Elías Caurey presentó la edición de Ñanderu Tüpa Regua Ñande Reko Rupi (Teología Guaraní), sobre la obra desarrollada por el sacerdote Gabriel Siquier. 

Jackeline Rojas Heredia

Caurey, de origen guaraní, es sociólogo y está a punto de defender su tesis en Antropología. Tiene además una maestría en Estrategias de Revitalización Lingüística, que realizó en España. Sus primeros estudios los hizo en su comunidad guaraní, situada en Charagua. El académico siente un  profundo amor y respeto por su nación guaraní, por lo que elaboró publicaciones para una mejor comprensión de esa cultura.

¿Cuándo y cómo decides recopilar los escritos del sacerdote Gabriel Siquier?
Yo conocí al padre Gabriel, fue él quien me acompañó en la vocación, como mi tutor. (Caurey estuvo un tiempo en el seminario con la intención de ser sacerdote). Él decía  siempre: “Hay cosas en la vida que hay que saberlas sentir”, esa es una filosofía muy guaraní. Parece que el trabajo fue anteriormente encomendado a otros sacerdotes de la talla de Xavier Albó por ejemplo, pero nadie se animó. Muchos de los apuntes están escritos en guaraní y solo podría ser descifrado por un guaraní. Yo dije: primero me sueño y luego veré, y me soñé. 
(Los guaranís le dan una importancia especial al sueño, ellos creen recibir las palabras desde lo alto, en sueños).
Entonces dije: “Por ahí quiere que lo haga”, y ya. Fue así que a mi retorno de España me adentré a ordenar y editar sus manuscritos. Este libro (lo señala) tiene como base tres archivos. Al padre Mauricio le hice dos propuestas: editar todo lo que escribió el padre Gabriel y hacer un estudio sobre lo escrito.  Inicialmente creí que la introducción me tomaría solo tres páginas, pero salieron 80 (sonríe).

Si bien te animaste por el sueño, ¿qué hizo que consideres este proyecto importante, qué beneficio comparte?
Para mí la idea es que se muestre el guaraní no como algo exótico, sino que se muestre en lo rico de su cultura, como ciencia, conocimiento. Mucha gente ve la cultura guaraní como algo exótico y no sabe lo que piensan y sienten, es un asunto tan delicado como la espiritualidad.
Hay gente que no sabe la identidad que tiene. Preguntan, ¿qué hay después de la muerte? ¿Por qué hay que morir? ¿Por qué hay viento? ¿Por qué hay mar? Tantas preguntas existenciales que si leen el libro quizá las respondan. Los guaranís siempre están riendo, están felices, así su casa se esté por caer. Ellos ríen.

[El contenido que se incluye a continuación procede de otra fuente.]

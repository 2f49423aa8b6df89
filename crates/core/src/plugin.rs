//! Plugin surface for the host orchestrator.
//!
//! The orchestrator owns hook dispatch; this module only declares which
//! lifecycle events the plugin wants, in what order, and supplies the two
//! callback bodies. Build always runs before injection on the packaging
//! event so injection observes a builder-produced artifact.

use crate::build::{BuildConfig, BuildError, BuildOutcome, LayerBuilder};
use crate::config::{ConfigError, PluginConfig, RawConfig};
use crate::inject::{InjectConfig, inject};
use crate::manifest::ServiceManifest;

/// Orchestrator event the layer is built and injected on.
pub const PACKAGE_EVENT: &str = "before:package:createDeploymentArtifacts";

/// Orchestrator event for the standalone build-only command.
pub const BUILD_EVENT: &str = "bun:build";

/// What a hook binding does when invoked.
#[derive(Debug, Clone, Copy, PartialEq, Eq)]
pub enum HookAction {
  BuildLayer,
  InjectLayer,
}

/// A lifecycle event paired with the action to run on it.
#[derive(Debug, Clone, Copy, PartialEq, Eq)]
pub struct Hook {
  pub event: &'static str,
  pub action: HookAction,
}

/// The Bun layer plugin: normalized configuration plus the two callbacks
/// the orchestrator invokes through [`Hook`] bindings.
pub struct BunLayerPlugin {
  config: PluginConfig,
}

impl BunLayerPlugin {
  /// Create the plugin from the raw configuration object the orchestrator
  /// validated against the schema.
  pub fn new(raw: RawConfig) -> Result<Self, ConfigError> {
    Ok(Self {
      config: PluginConfig::normalize(raw)?,
    })
  }

  pub fn config(&self) -> &PluginConfig {
    &self.config
  }

  /// The ordered hook bindings to register with the orchestrator.
  ///
  /// Injection is bound after the build on the packaging event, and not
  /// bound at all when `omitInjection` is set.
  pub fn hooks(&self) -> Vec<Hook> {
    let mut hooks = vec![Hook {
      event: PACKAGE_EVENT,
      action: HookAction::BuildLayer,
    }];
    if !self.config.omit_injection {
      hooks.push(Hook {
        event: PACKAGE_EVENT,
        action: HookAction::InjectLayer,
      });
    }
    hooks.push(Hook {
      event: BUILD_EVENT,
      action: HookAction::BuildLayer,
    });
    hooks
  }

  /// Build (or revalidate) the layer archive.
  pub async fn build(&self) -> Result<BuildOutcome, BuildError> {
    LayerBuilder::new(BuildConfig::from(&self.config)).build().await
  }

  /// Register the layer in the manifest and attach it to compatible
  /// functions. Must run after a successful [`build`](Self::build).
  pub fn inject(&self, manifest: &mut ServiceManifest) {
    inject(manifest, &InjectConfig::from(&self.config));
  }
}
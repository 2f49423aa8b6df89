//! Layer Injector: registers the built archive in a service manifest and
//! attaches it to every compatible function.
//!
//! Injection is pure manifest mutation: it raises no errors under
//! well-formed input and never touches a function it skips. A function is
//! compatible when its effective runtime (function-level override, else
//! provider default) is one of the custom-runtime spellings AND its
//! effective architecture matches the layer's. Both dimensions must match;
//! a function with either dimension unresolved is skipped because
//! compatibility cannot be determined.

use std::path::PathBuf;

use tracing::{debug, info};

use crate::config::{Architecture, PluginConfig};
use crate::consts;
use crate::manifest::{LayerDefinition, LayerPackage, LayerRef, ServiceManifest};

/// Parameters for one injection run.
#[derive(Debug, Clone)]
pub struct InjectConfig {
  pub architecture: Architecture,
  pub output_path: PathBuf,
  pub layer_key: String,
  pub is_public: bool,
}

impl From<&PluginConfig> for InjectConfig {
  fn from(config: &PluginConfig) -> Self {
    Self {
      architecture: config.architecture,
      output_path: config.output_path.clone(),
      layer_key: config.layer_key.clone(),
      is_public: config.is_public,
    }
  }
}

/// Register the layer in the manifest and attach it to compatible functions.
///
/// The layer entry is inserted (or overwritten) under `layer_key`; each
/// compatible function gets a `{ Ref: ... }` pointer appended to its
/// existing `layers` sequence, in declaration order, preserving whatever
/// layers were already there.
pub fn inject(manifest: &mut ServiceManifest, config: &InjectConfig) {
  info!(layer = %config.layer_key, "registering bun layer in service manifest");

  let definition = LayerDefinition {
    package: LayerPackage {
      artifact: config.output_path.display().to_string(),
    },
    name: format!("{}-{}", manifest.service, config.layer_key),
    description: consts::LAYER_DESCRIPTION.to_string(),
    compatible_runtimes: consts::COMPATIBLE_RUNTIMES.iter().map(|s| s.to_string()).collect(),
    compatible_architectures: vec![config.architecture.lambda_identifier().to_string()],
    license_info: consts::LAYER_LICENSE.to_string(),
    allowed_accounts: config.is_public.then(|| vec!["*".to_string()]),
  };
  manifest.layers.insert(config.layer_key.clone(), definition);

  let reference = LayerRef::Ref {
    logical_id: layer_logical_id(&config.layer_key),
  };
  let compatible_architecture = config.architecture.lambda_identifier();
  let provider_runtime = manifest.provider.runtime.clone();
  let provider_architecture = manifest.provider.architecture.clone();

  let mut attached = 0usize;
  for (name, function) in manifest.functions.iter_mut() {
    if function.omit_layer {
      debug!(function = %name, "function opted out of layer injection");
      continue;
    }

    let Some(runtime) = function.runtime.as_deref().or(provider_runtime.as_deref()) else {
      debug!(function = %name, "no runtime declared, skipping");
      continue;
    };
    let Some(architecture) = function
      .architecture
      .as_deref()
      .or(provider_architecture.as_deref())
    else {
      debug!(function = %name, "no architecture declared, skipping");
      continue;
    };

    let runtime_compatible = consts::COMPATIBLE_RUNTIMES.iter().any(|r| *r == runtime);
    if runtime_compatible && architecture == compatible_architecture {
      function.layers.push(reference.clone());
      attached += 1;
      debug!(function = %name, "attached bun layer");
    }
  }

  info!(layer = %config.layer_key, functions = attached, "layer injection complete");
}

/// Derive the CloudFormation-style logical id a layer key is referenced by:
/// the Pascal-cased key followed by `LambdaLayer` (`bun` → `BunLambdaLayer`,
/// `bun-canary` → `BunCanaryLambdaLayer`).
pub fn layer_logical_id(layer_key: &str) -> String {
  let mut id = String::with_capacity(layer_key.len() + 11);
  let mut upper_next = true;
  for c in layer_key.chars() {
    if c.is_alphanumeric() {
      if upper_next {
        id.extend(c.to_uppercase());
      } else {
        id.push(c);
      }
      upper_next = false;
    } else {
      upper_next = true;
    }
  }
  id.push_str("LambdaLayer");
  id
}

¿Cómo pudo alguien que vivió su infancia y juventud rodeado de naturaleza vivir en La Paz?
Habemos guaranís que tenemos que cumplir un sacrificio, el sacrificio tiene siempre recompensa. Mi idioma materno es el guaraní, yo aprendí castellano en la escuela, y hasta que salí de la universidad no hablé guaraní, recién al salir retomé mi idioma, y eso me hizo caer en cuenta de que no se valora lo que somos nosotros. Hemos decidido escribir para nosotros, pero también para los demás,  por eso usamos castellano y guaraní. “Si los sacerdotes utilizaron guaraní para catequizarte porque no utilizar castellano para guaranizar, ¿no? 

Se habla de la espiritualidad de las naciones indígenas y se acude a ellas muchas veces buscando ayuda, ¿qué opinas sobre esto?
Las naciones indígenas por si solas ya son interculturales. Pasa que por mucho tiempo se las ha relegado. Yo tuve la oportunidad de trabajar como coordinador nacional  comunitario de consejos educativos de los indígenas, trabajé con los 37 pueblos indígenas (afro) trabajé con toditos, conocí a los yaminagua, machinerí, que están en Pando. Apoyé los currículos educativos para todos ellos. Ocurre que son atropellados por la gente porque no los conoce y además porque siguen una lógica muy comercial, quieren ganar dinero y no les importa lo que sea, sea indígena o no.
Acá llega el planteamiento, ¿le hace bien al ser humano tener demasiado dinero? No vas a encontrar guaranís ricos tampoco mendigos. Todos compartimos. 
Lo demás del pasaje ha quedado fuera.